───── Supplied records ─────

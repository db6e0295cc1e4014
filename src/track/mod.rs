//! Track Table and Character Formats
//!
//! The constant card data played by the emulator: two track strings, each
//! paired with the character format of its stripe standard. Records are
//! compiled in and never mutated at runtime; correctness of their content is
//! an authoring-time concern, enforced here by [`validate_record`] rather
//! than by runtime checks inside the encode/playback hot path.

use std::fmt;
use std::ops::Range;

use nom::bytes::complete::take_while;
use nom::character::complete::char;
use nom::combinator::all_consuming;
use nom::sequence::delimited;
use nom::IResult;
use serde::Serialize;

use crate::{FluxError, Result};

/// Character format of one stripe standard
///
/// `bits_per_character` includes the trailing parity bit, so the data field
/// of each character is `bits_per_character - 1` bits wide. `code_offset` is
/// subtracted from the raw ASCII character to obtain the encoded data value.
#[derive(Debug, Clone, Copy, PartialEq, Eq, Serialize)]
pub struct TrackFormat {
    /// Maximum number of characters the stripe standard allows per track
    pub max_characters: usize,
    /// Encoded width of one character, parity bit included
    pub bits_per_character: u8,
    /// ASCII offset of the format's code table
    pub code_offset: u8,
}

impl TrackFormat {
    /// 7-bit alphanumeric format used by the primary track (IATA)
    pub const IATA: TrackFormat = TrackFormat {
        max_characters: 79,
        bits_per_character: 7,
        code_offset: 32,
    };

    /// 5-bit numeric format used by the secondary track (ABA)
    pub const ABA: TrackFormat = TrackFormat {
        max_characters: 40,
        bits_per_character: 5,
        code_offset: 48,
    };

    /// Number of data bits per character (parity excluded)
    pub const fn data_bits(&self) -> u8 {
        self.bits_per_character - 1
    }

    /// Mask covering the data field of one character
    pub const fn data_mask(&self) -> u8 {
        (1 << self.data_bits()) - 1
    }

    /// Range of raw ASCII values representable in this format
    pub fn code_range(&self) -> Range<u8> {
        self.code_offset..self.code_offset + (1 << self.data_bits())
    }

    /// Start sentinel character of the stripe standard
    pub const fn start_sentinel(&self) -> u8 {
        match self.bits_per_character {
            7 => b'%',
            _ => b';',
        }
    }

    /// End sentinel character (shared by both standards)
    pub const END_SENTINEL: u8 = b'?';

    /// Short name of the stripe standard
    pub const fn name(&self) -> &'static str {
        match self.bits_per_character {
            7 => "IATA",
            _ => "ABA",
        }
    }
}

/// Identifies one of the two emulated tracks
///
/// Playback alternates between the two: the primary track session carries the
/// reversed secondary companion, the secondary session plays alone.
#[derive(Debug, Clone, Copy, PartialEq, Eq, Serialize)]
pub enum TrackIndex {
    /// Track 1 of the stripe (7-bit IATA format)
    Primary,
    /// Track 2 of the stripe (5-bit ABA format)
    Secondary,
}

impl TrackIndex {
    /// The other track, for round-robin playback
    pub const fn next(self) -> TrackIndex {
        match self {
            TrackIndex::Primary => TrackIndex::Secondary,
            TrackIndex::Secondary => TrackIndex::Primary,
        }
    }

    /// Stripe track number (1-based)
    pub const fn number(self) -> u8 {
        match self {
            TrackIndex::Primary => 1,
            TrackIndex::Secondary => 2,
        }
    }
}

impl fmt::Display for TrackIndex {
    fn fmt(&self, f: &mut fmt::Formatter<'_>) -> fmt::Result {
        write!(f, "track {}", self.number())
    }
}

/// One track's character content plus its format
#[derive(Debug, Clone, Copy)]
pub struct TrackRecord {
    /// Track characters, start sentinel through end sentinel
    pub text: &'static str,
    /// Character format of the stripe standard
    pub format: TrackFormat,
}

impl TrackRecord {
    /// Number of characters in the record (check character excluded)
    pub fn len(&self) -> usize {
        self.text.len()
    }

    /// True when the record holds no characters
    pub fn is_empty(&self) -> bool {
        self.text.is_empty()
    }

    /// Number of characters emitted per playback, check character included
    pub fn encoded_len(&self) -> usize {
        self.text.len() + 1
    }
}

/// Primary track content (7-bit IATA format)
pub const PRIMARY_TRACK: &str =
    "%B123456781234567^LASTNAME/FIRST^YYMMSSSDDDDDDDDDDDDDDDDDDDDDDDDD?";

/// Secondary track content (5-bit ABA format)
pub const SECONDARY_TRACK: &str = ";123456781234567=2512101000000000000?";

/// Immutable table of the two emulated tracks
#[derive(Debug, Clone, Copy)]
pub struct TrackStore {
    records: [TrackRecord; 2],
}

impl TrackStore {
    /// The compiled-in card data
    pub const fn builtin() -> Self {
        TrackStore {
            records: [
                TrackRecord {
                    text: PRIMARY_TRACK,
                    format: TrackFormat::IATA,
                },
                TrackRecord {
                    text: SECONDARY_TRACK,
                    format: TrackFormat::ABA,
                },
            ],
        }
    }

    /// The compiled-in card data, with every record checked by
    /// [`validate_record`]
    pub fn validated() -> Result<Self> {
        let store = Self::builtin();
        for record in &store.records {
            validate_record(record)?;
        }
        Ok(store)
    }

    /// Access one track record
    pub fn record(&self, index: TrackIndex) -> &TrackRecord {
        match index {
            TrackIndex::Primary => &self.records[0],
            TrackIndex::Secondary => &self.records[1],
        }
    }
}

impl Default for TrackStore {
    fn default() -> Self {
        Self::builtin()
    }
}

fn framed_body(start: char, input: &str) -> IResult<&str, &str> {
    all_consuming(delimited(
        char(start),
        take_while(|c: char| c != '?'),
        char('?'),
    ))(input)
}

/// Authoring-time check of one track record
///
/// Verifies that the record fits the stripe standard: length within the
/// format's limit, every character inside the format's code range (an
/// out-of-range character would encode to a silently wrapped data value),
/// and the start-sentinel / body / end-sentinel framing.
pub fn validate_record(record: &TrackRecord) -> Result<()> {
    let format = record.format;

    if record.len() > format.max_characters {
        return Err(FluxError::InvalidTrack(format!(
            "{} record holds {} characters, format allows {}",
            format.name(),
            record.len(),
            format.max_characters
        )));
    }

    let range = format.code_range();
    for (pos, raw) in record.text.bytes().enumerate() {
        if !range.contains(&raw) {
            return Err(FluxError::InvalidTrack(format!(
                "character {:?} at position {} outside {} code range {}..{}",
                raw as char,
                pos,
                format.name(),
                range.start,
                range.end
            )));
        }
    }

    let (_, body) = framed_body(format.start_sentinel() as char, record.text).map_err(|_| {
        FluxError::InvalidTrack(format!(
            "{} record is not framed as {}...{}",
            format.name(),
            format.start_sentinel() as char,
            TrackFormat::END_SENTINEL as char
        ))
    })?;

    if body.is_empty() {
        return Err(FluxError::InvalidTrack(format!(
            "{} record carries no characters between its sentinels",
            format.name()
        )));
    }

    Ok(())
}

─────

* _Brief_
Every entry above should be transcribed exactly and in full.

* _Solution to this problem_
repository db6e0295cc1e4014
filename src/track/mod.rs
//! Track Table and Character Formats
//!
//! The constant card data played by the emulator: two track strings, each
//! paired with the character format of its stripe standard. Records are
//! compiled in and never mutated at runtime; correctness of their content is
//! an authoring-time concern, enforced here by [`validate_record`] rather
//! than by runtime checks inside the encode/playback hot path.

use std::fmt;
use std::ops::Range;

use nom::bytes::complete::take_while;
use nom::character::complete::char;
use nom::combinator::all_consuming;
use nom::sequence::delimited;
use nom::IResult;
use serde::Serialize;

use crate::{FluxError, Result};

/// Character format of one stripe standard
///
/// `bits_per_character` includes the trailing parity bit, so the data field
/// of each character is `bits_per_character - 1` bits wide. `code_offset` is
/// subtracted from the raw ASCII character to obtain the encoded data value.
#[derive(Debug, Clone, Copy, PartialEq, Eq, Serialize)]
pub struct TrackFormat {
    /// Maximum number of characters the stripe standard allows per track
    pub max_characters: usize,
    /// Encoded width of one character, parity bit included
    pub bits_per_character: u8,
    /// ASCII offset of the format's code table
    pub code_offset: u8,
}

impl TrackFormat {
    /// 7-bit alphanumeric format used by the primary track (IATA)
    pub const IATA: TrackFormat = TrackFormat {
        max_characters: 79,
        bits_per_character: 7,
        code_offset: 32,
    };

    /// 5-bit numeric format used by the secondary track (ABA)
    pub const ABA: TrackFormat = TrackFormat {
        max_characters: 40,
        bits_per_character: 5,
        code_offset: 48,
    };

    /// Number of data bits per character (parity excluded)
    pub const fn data_bits(&self) -> u8 {
        self.bits_per_character - 1
    }

    /// Mask covering the data field of one character
    pub const fn data_mask(&self) -> u8 {
        (1 << self.data_bits()) - 1
    }

    /// Range of raw ASCII values representable in this format
    pub fn code_range(&self) -> Range<u8> {
        self.code_offset..self.code_offset + (1 << self.data_bits())
    }

    /// Start sentinel character of the stripe standard
    pub const fn start_sentinel(&self) -> u8 {
        match self.bits_per_character {
            7 => b'%',
            _ => b';',
        }
    }

    /// End sentinel character (shared by both standards)
    pub const END_SENTINEL: u8 = b'?';

    /// Short name of the stripe standard
    pub const fn name(&self) -> &'static str {
        match self.bits_per_character {
            7 => "IATA",
            _ => "ABA",
        }
    }
}

/// Identifies one of the two emulated tracks
///
/// Playback alternates between the two: the primary track session carries the
/// reversed secondary companion, the secondary session plays alone.
#[derive(Debug, Clone, Copy, PartialEq, Eq, Serialize)]
pub enum TrackIndex {
    /// Track 1 of the stripe (7-bit IATA format)
    Primary,
    /// Track 2 of the stripe (5-bit ABA format)
    Secondary,
}

impl TrackIndex {
    /// The other track, for round-robin playback
    pub const fn next(self) -> TrackIndex {
        match self {
            TrackIndex::Primary => TrackIndex::Secondary,
            TrackIndex::Secondary => TrackIndex::Primary,
        }
    }

    /// Stripe track number (1-based)
    pub const fn number(self) -> u8 {
        match self {
            TrackIndex::Primary => 1,
            TrackIndex::Secondary => 2,
        }
    }
}

impl fmt::Display for TrackIndex {
    fn fmt(&self, f: &mut fmt::Formatter<'_>) -> fmt::Result {
        write!(f, "track {}", self.number())
    }
}

/// One track's character content plus its format
#[derive(Debug, Clone, Copy)]
pub struct TrackRecord {
    /// Track characters, start sentinel through end sentinel
    pub text: &'static str,
    /// Character format of the stripe standard
    pub format: TrackFormat,
}

impl TrackRecord {
    /// Number of characters in the record (check character excluded)
    pub fn len(&self) -> usize {
        self.text.len()
    }

    /// True when the record holds no characters
    pub fn is_empty(&self) -> bool {
        self.text.is_empty()
    }

    /// Number of characters emitted per playback, check character included
    pub fn encoded_len(&self) -> usize {
        self.text.len() + 1
    }
}

/// Primary track content (7-bit IATA format)
pub const PRIMARY_TRACK: &str =
    "%B123456781234567^LASTNAME/FIRST^YYMMSSSDDDDDDDDDDDDDDDDDDDDDDDDD?";

/// Secondary track content (5-bit ABA format)
pub const SECONDARY_TRACK: &str = ";123456781234567=2512101000000000000?";

/// Immutable table of the two emulated tracks
#[derive(Debug, Clone, Copy)]
pub struct TrackStore {
    records: [TrackRecord; 2],
}

impl TrackStore {
    /// The compiled-in card data
    pub const fn builtin() -> Self {
        TrackStore {
            records: [
                TrackRecord {
                    text: PRIMARY_TRACK,
                    format: TrackFormat::IATA,
                },
                TrackRecord {
                    text: SECONDARY_TRACK,
                    format: TrackFormat::ABA,
                },
            ],
        }
    }

    /// The compiled-in card data, with every record checked by
    /// [`validate_record`]
    pub fn validated() -> Result<Self> {
        let store = Self::builtin();
        for record in &store.records {
            validate_record(record)?;
        }
        Ok(store)
    }

    /// Access one track record
    pub fn record(&self, index: TrackIndex) -> &TrackRecord {
        match index {
            TrackIndex::Primary => &self.records[0],
            TrackIndex::Secondary => &self.records[1],
        }
    }
}

impl Default for TrackStore {
    fn default() -> Self {
        Self::builtin()
    }
}

fn framed_body(start: char, input: &str) -> IResult<&str, &str> {
    all_consuming(delimited(
        char(start),
        take_while(|c: char| c != '?'),
        char('?'),
    ))(input)
}

/// Authoring-time check of one track record
///
/// Verifies that the record fits the stripe standard: length within the
/// format's limit, every character inside the format's code range (an
/// out-of-range character would encode to a silently wrapped data value),
/// and the start-sentinel / body / end-sentinel framing.
pub fn validate_record(record: &TrackRecord) -> Result<()> {
    let format = record.format;

    if record.len() > format.max_characters {
        return Err(FluxError::InvalidTrack(format!(
            "{} record holds {} characters, format allows {}",
            format.name(),
            record.len(),
            format.max_characters
        )));
    }

    let range = format.code_range();
    for (pos, raw) in record.text.bytes().enumerate() {
        if !range.contains(&raw) {
            return Err(FluxError::InvalidTrack(format!(
                "character {:?} at position {} outside {} code range {}..{}",
                raw as char,
                pos,
                format.name(),
                range.start,
                range.end
            )));
        }
    }

    let (_, body) = framed_body(format.start_sentinel() as char, record.text).map_err(|_| {
        FluxError::InvalidTrack(format!(
            "{} record is not framed as {}...{}",
            format.name(),
            format.start_sentinel() as char,
            TrackFormat::END_SENTINEL as char
        ))
    })?;

    if body.is_empty() {
        return Err(FluxError::InvalidTrack(format!(
            "{} record carries no characters between its sentinels",
            format.name()
        )));
    }

    Ok(())
}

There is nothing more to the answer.